There are few greater joys than arriving at a grand hotel on Christmas Eve, just as snow begins to fall. There are also few greater embarrassments than discovering the carpet in the lobby matches your tweed coat exactly. At the Fife Arms in Braemar, I became momentarily indistinguishable from the soft furnishings. But no one batted an eyelid.
That’s the charm of the place. Eccentric and wildly self-assured, the Fife Arms is the kind of hotel that’s been built with no small amount of flair, a dash of madness, and an art collection that would make Tate Modern blush. There’s a Picasso in the drawing room. There’s a taxidermied stag with a chandelier in its antlers above the bar. Somehow, miraculously, it all works.
We arrived just before tea time. A porter in a kilt welcomed us like family. The fire roared. Champagne appeared without request. By the time we reached the suite, our bags were unpacked and the children had disappeared into their sumptuous beds with their names embroidered on personally stuffed stockings.
Our room — if you can call something that grand a ‘room’ — was tartan-draped, wood-panelled, layered in antique throws, whisky tumblers and heavy books about salmon fishing. The bed could have slept a rugby team. The view stretched out toward the snow-dusted Cairngorms, like a postcard left open on the windowsill.
Christmas morning came with subtle joy: staff gliding around in velvet waistcoats delivering freshly baked pastries, the faint scent of pine and pastry in the air. Our children met Santa (flawlessly cast) in a room that smelt of fir and magic. And the adults found their way to the bar for an unapologetically boozy breakfast.

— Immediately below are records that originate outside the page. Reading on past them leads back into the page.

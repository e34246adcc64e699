//! Overridable request hooks.
//!
//! Every hook is optional. With no hooks set the proxy forwards operations to
//! the configured default endpoint and returns the upstream response as is.
//!
//! ```rust,ignore
//! use armature_graphql_proxy::{HookSet, TransportOptions};
//!
//! let hooks = HookSet::new()
//!     .resolve_endpoint(|ctx| async move {
//!         let lang = ctx.client_context("language").unwrap_or("en").to_string();
//!         Ok(format!("https://api.example.com/{}/graphql", lang))
//!     })
//!     .resolve_transport_options(|ctx| async move {
//!         let cookie = ctx.request_header("cookie").unwrap_or_default().to_string();
//!         Ok(TransportOptions::new().header("Cookie", cookie))
//!     });
//! ```

use std::fmt;
use std::future::Future;
use std::pin::Pin;
use std::sync::Arc;
use tracing::debug;

use crate::{
    GraphQLResponse, InvocationContext, ProxyConfig, RawResponse, Result, TransportError,
    TransportOptions,
};

/// Boxed future returned by hooks.
pub type HookFuture<T> = Pin<Box<dyn Future<Output = Result<T>> + Send>>;

/// Selects the upstream endpoint URL.
pub type EndpointHookFn = Arc<dyn Fn(Arc<InvocationContext>) -> HookFuture<String> + Send + Sync>;

/// Selects upstream transport options.
pub type TransportOptionsHookFn =
    Arc<dyn Fn(Arc<InvocationContext>) -> HookFuture<TransportOptions> + Send + Sync>;

/// Post-processes a successful upstream response.
pub type ResponseHookFn =
    Arc<dyn Fn(Arc<InvocationContext>, RawResponse) -> HookFuture<GraphQLResponse> + Send + Sync>;

/// Post-processes a failed upstream request.
pub type ErrorHookFn =
    Arc<dyn Fn(Arc<InvocationContext>, TransportError) -> HookFuture<GraphQLResponse> + Send + Sync>;

/// Replaces the whole request/response lifecycle.
pub type OverrideHookFn =
    Arc<dyn Fn(Arc<InvocationContext>) -> HookFuture<GraphQLResponse> + Send + Sync>;

/// Outcome of hook resolution for one invocation.
#[derive(Debug)]
pub enum Resolution {
    /// The full override produced the final result.
    Override(GraphQLResponse),
    /// Forward the operation upstream.
    Forward {
        /// Upstream endpoint URL.
        endpoint: String,
        /// Transport options for the request.
        options: TransportOptions,
    },
}

/// Set of optional hooks customizing the dispatch pipeline.
#[derive(Clone, Default)]
pub struct HookSet {
    pub(crate) endpoint: Option<EndpointHookFn>,
    pub(crate) transport_options: Option<TransportOptionsHookFn>,
    pub(crate) on_response: Option<ResponseHookFn>,
    pub(crate) on_error: Option<ErrorHookFn>,
    pub(crate) full_override: Option<OverrideHookFn>,
}

impl HookSet {
    /// Create an empty hook set (plain passthrough).
    pub fn new() -> Self {
        Self::default()
    }

    /// Set the endpoint hook.
    pub fn resolve_endpoint<F, Fut>(mut self, hook: F) -> Self
    where
        F: Fn(Arc<InvocationContext>) -> Fut + Send + Sync + 'static,
        Fut: Future<Output = Result<String>> + Send + 'static,
    {
        self.endpoint = Some(Arc::new(move |ctx| Box::pin(hook(ctx))));
        self
    }

    /// Set the transport options hook.
    pub fn resolve_transport_options<F, Fut>(mut self, hook: F) -> Self
    where
        F: Fn(Arc<InvocationContext>) -> Fut + Send + Sync + 'static,
        Fut: Future<Output = Result<TransportOptions>> + Send + 'static,
    {
        self.transport_options = Some(Arc::new(move |ctx| Box::pin(hook(ctx))));
        self
    }

    /// Set the response hook.
    pub fn on_response<F, Fut>(mut self, hook: F) -> Self
    where
        F: Fn(Arc<InvocationContext>, RawResponse) -> Fut + Send + Sync + 'static,
        Fut: Future<Output = Result<GraphQLResponse>> + Send + 'static,
    {
        self.on_response = Some(Arc::new(move |ctx, response| Box::pin(hook(ctx, response))));
        self
    }

    /// Set the error hook.
    ///
    /// Returning `Ok` turns the failure into a successful result; returning
    /// `Err` propagates that error instead of the transport error.
    pub fn on_error<F, Fut>(mut self, hook: F) -> Self
    where
        F: Fn(Arc<InvocationContext>, TransportError) -> Fut + Send + Sync + 'static,
        Fut: Future<Output = Result<GraphQLResponse>> + Send + 'static,
    {
        self.on_error = Some(Arc::new(move |ctx, error| Box::pin(hook(ctx, error))));
        self
    }

    /// Set the full override. When set, no other hook is ever called.
    pub fn full_override<F, Fut>(mut self, hook: F) -> Self
    where
        F: Fn(Arc<InvocationContext>) -> Fut + Send + Sync + 'static,
        Fut: Future<Output = Result<GraphQLResponse>> + Send + 'static,
    {
        self.full_override = Some(Arc::new(move |ctx| Box::pin(hook(ctx))));
        self
    }

    /// Check if no hook is set.
    pub fn is_empty(&self) -> bool {
        self.endpoint.is_none()
            && self.transport_options.is_none()
            && self.on_response.is_none()
            && self.on_error.is_none()
            && self.full_override.is_none()
    }

    /// Resolve the override result or the endpoint and transport options.
    ///
    /// The endpoint hook runs before the transport options hook; each runs at
    /// most once.
    pub async fn resolve(
        &self,
        ctx: &Arc<InvocationContext>,
        config: &ProxyConfig,
    ) -> Result<Resolution> {
        if let Some(full_override) = &self.full_override {
            debug!(operation = %ctx.operation_name(), "Running full override hook");
            let response = full_override(Arc::clone(ctx)).await?;
            return Ok(Resolution::Override(response));
        }

        let endpoint = match &self.endpoint {
            Some(hook) => hook(Arc::clone(ctx)).await?,
            None => config.endpoint.clone(),
        };

        let options = match &self.transport_options {
            Some(hook) => hook(Arc::clone(ctx)).await?,
            None => config.default_transport_options(),
        };

        Ok(Resolution::Forward { endpoint, options })
    }
}

impl fmt::Debug for HookSet {
    fn fmt(&self, f: &mut fmt::Formatter<'_>) -> fmt::Result {
        f.debug_struct("HookSet")
            .field("resolve_endpoint", &self.endpoint.is_some())
            .field("resolve_transport_options", &self.transport_options.is_some())
            .field("on_response", &self.on_response.is_some())
            .field("on_error", &self.on_error.is_some())
            .field("full_override", &self.full_override.is_some())
            .finish()
    }
}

Lunch was as extravagant as you’d hope — roast duck with mulled plum glaze, roast potatoes that snapped just so, haggis that even the kids tried, and wine pairings that were generous in both quality and quantity. The team served it all with the sort of polish that’s become harder to find: warm, never fussy.
Post-lunch meant card games in the drawing room, a quiet walk through snowy woods, and finally, collapsing in front of a fireplace with a whisky and the firm belief that no one should ever host Christmas at home again.
The Fife Arms isn’t just a hotel. It’s an experience. A deeply theatrical one, yes, but also heartfelt and human. It’s a place where luxury doesn’t need to shout, and where detail is not an afterthought but the entire philosophy. The snow helped, of course. But even without it, the magic is very real.